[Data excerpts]
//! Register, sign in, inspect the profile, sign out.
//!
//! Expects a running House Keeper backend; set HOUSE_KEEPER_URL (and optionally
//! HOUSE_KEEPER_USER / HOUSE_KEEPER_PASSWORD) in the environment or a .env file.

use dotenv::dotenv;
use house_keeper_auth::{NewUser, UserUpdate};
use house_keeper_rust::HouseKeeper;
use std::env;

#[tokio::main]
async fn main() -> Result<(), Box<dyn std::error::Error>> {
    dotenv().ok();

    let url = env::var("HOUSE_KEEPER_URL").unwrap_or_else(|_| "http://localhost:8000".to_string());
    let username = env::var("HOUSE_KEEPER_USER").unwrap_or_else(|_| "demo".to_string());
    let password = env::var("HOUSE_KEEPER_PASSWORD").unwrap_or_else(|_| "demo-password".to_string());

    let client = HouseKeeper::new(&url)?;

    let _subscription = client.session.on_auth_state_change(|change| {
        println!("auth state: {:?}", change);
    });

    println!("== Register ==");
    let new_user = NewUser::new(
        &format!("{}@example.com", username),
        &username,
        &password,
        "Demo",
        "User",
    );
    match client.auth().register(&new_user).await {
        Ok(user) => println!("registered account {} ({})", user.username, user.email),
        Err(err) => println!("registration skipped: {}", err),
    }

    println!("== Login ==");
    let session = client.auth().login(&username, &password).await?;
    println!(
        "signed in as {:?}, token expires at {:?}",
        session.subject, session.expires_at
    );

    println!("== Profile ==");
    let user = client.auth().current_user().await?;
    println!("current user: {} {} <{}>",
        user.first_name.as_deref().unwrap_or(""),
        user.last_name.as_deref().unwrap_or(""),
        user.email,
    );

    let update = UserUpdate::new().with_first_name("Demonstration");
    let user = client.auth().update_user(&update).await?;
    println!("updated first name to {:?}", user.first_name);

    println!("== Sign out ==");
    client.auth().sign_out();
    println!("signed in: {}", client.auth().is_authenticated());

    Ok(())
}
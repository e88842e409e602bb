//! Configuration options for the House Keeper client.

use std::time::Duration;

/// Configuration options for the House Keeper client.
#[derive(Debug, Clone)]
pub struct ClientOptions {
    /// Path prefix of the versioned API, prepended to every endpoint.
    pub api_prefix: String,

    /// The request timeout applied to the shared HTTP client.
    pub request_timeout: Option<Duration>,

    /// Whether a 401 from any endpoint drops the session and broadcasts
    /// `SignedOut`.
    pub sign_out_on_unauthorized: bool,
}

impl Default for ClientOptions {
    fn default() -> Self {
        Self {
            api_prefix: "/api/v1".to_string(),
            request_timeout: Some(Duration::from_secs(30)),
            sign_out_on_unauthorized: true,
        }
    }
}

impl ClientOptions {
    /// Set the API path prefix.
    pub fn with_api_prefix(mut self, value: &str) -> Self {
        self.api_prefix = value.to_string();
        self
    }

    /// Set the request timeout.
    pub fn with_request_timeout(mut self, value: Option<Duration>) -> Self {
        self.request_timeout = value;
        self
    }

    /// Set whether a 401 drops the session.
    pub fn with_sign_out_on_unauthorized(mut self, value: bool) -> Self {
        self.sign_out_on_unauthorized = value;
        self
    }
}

YOUR TASK
The records above are to be transcribed exactly and completely.

YOUR RESPONSE
//! Register, sign in, inspect the profile, sign out.
//!
//! Expects a running House Keeper backend; set HOUSE_KEEPER_URL (and optionally
//! HOUSE_KEEPER_USER / HOUSE_KEEPER_PASSWORD) in the environment or a .env file.

use dotenv::dotenv;
use house_keeper_auth::{NewUser, UserUpdate};
use house_keeper_rust::HouseKeeper;
use std::env;

#[tokio::main]
async fn main() -> Result<(), Box<dyn std::error::Error>> {
    dotenv().ok();

    let url = env::var("HOUSE_KEEPER_URL").unwrap_or_else(|_| "http://localhost:8000".to_string());
    let username = env::var("HOUSE_KEEPER_USER").unwrap_or_else(|_| "demo".to_string());
    let password = env::var("HOUSE_KEEPER_PASSWORD").unwrap_or_else(|_| "demo-password".to_string());

    let client = HouseKeeper::new(&url)?;

    let _subscription = client.session.on_auth_state_change(|change| {
        println!("auth state: {:?}", change);
    });

    println!("== Register ==");
    let new_user = NewUser::new(
        &format!("{}@example.com", username),
        &username,
        &password,
        "Demo",
        "User",
    );
    match client.auth().register(&new_user).await {
        Ok(user) => println!("registered account {} ({})", user.username, user.email),
        Err(err) => println!("registration skipped: {}", err),
    }

    println!("== Login ==");
    let session = client.auth().login(&username, &password).await?;
    println!(
        "signed in as {:?}, token expires at {:?}",
        session.subject, session.expires_at
    );

    println!("== Profile ==");
    let user = client.auth().current_user().await?;
    println!("current user: {} {} <{}>",
        user.first_name.as_deref().unwrap_or(""),
        user.last_name.as_deref().unwrap_or(""),
        user.email,
    );

    let update = UserUpdate::new().with_first_name("Demonstration");
    let user = client.auth().update_user(&update).await?;
    println!("updated first name to {:?}", user.first_name);

    println!("== Sign out ==");
    client.auth().sign_out();
    println!("signed in: {}", client.auth().is_authenticated());

    Ok(())
}
repository e88842e409e602bb
//! Configuration options for the House Keeper client.

use std::time::Duration;

/// Configuration options for the House Keeper client.
#[derive(Debug, Clone)]
pub struct ClientOptions {
    /// Path prefix of the versioned API, prepended to every endpoint.
    pub api_prefix: String,

    /// The request timeout applied to the shared HTTP client.
    pub request_timeout: Option<Duration>,

    /// Whether a 401 from any endpoint drops the session and broadcasts
    /// `SignedOut`.
    pub sign_out_on_unauthorized: bool,
}

impl Default for ClientOptions {
    fn default() -> Self {
        Self {
            api_prefix: "/api/v1".to_string(),
            request_timeout: Some(Duration::from_secs(30)),
            sign_out_on_unauthorized: true,
        }
    }
}

impl ClientOptions {
    /// Set the API path prefix.
    pub fn with_api_prefix(mut self, value: &str) -> Self {
        self.api_prefix = value.to_string();
        self
    }

    /// Set the request timeout.
    pub fn with_request_timeout(mut self, value: Option<Duration>) -> Self {
        self.request_timeout = value;
        self
    }

    /// Set whether a 401 drops the session.
    pub fn with_sign_out_on_unauthorized(mut self, value: bool) -> Self {
        self.sign_out_on_unauthorized = value;
        self
    }
}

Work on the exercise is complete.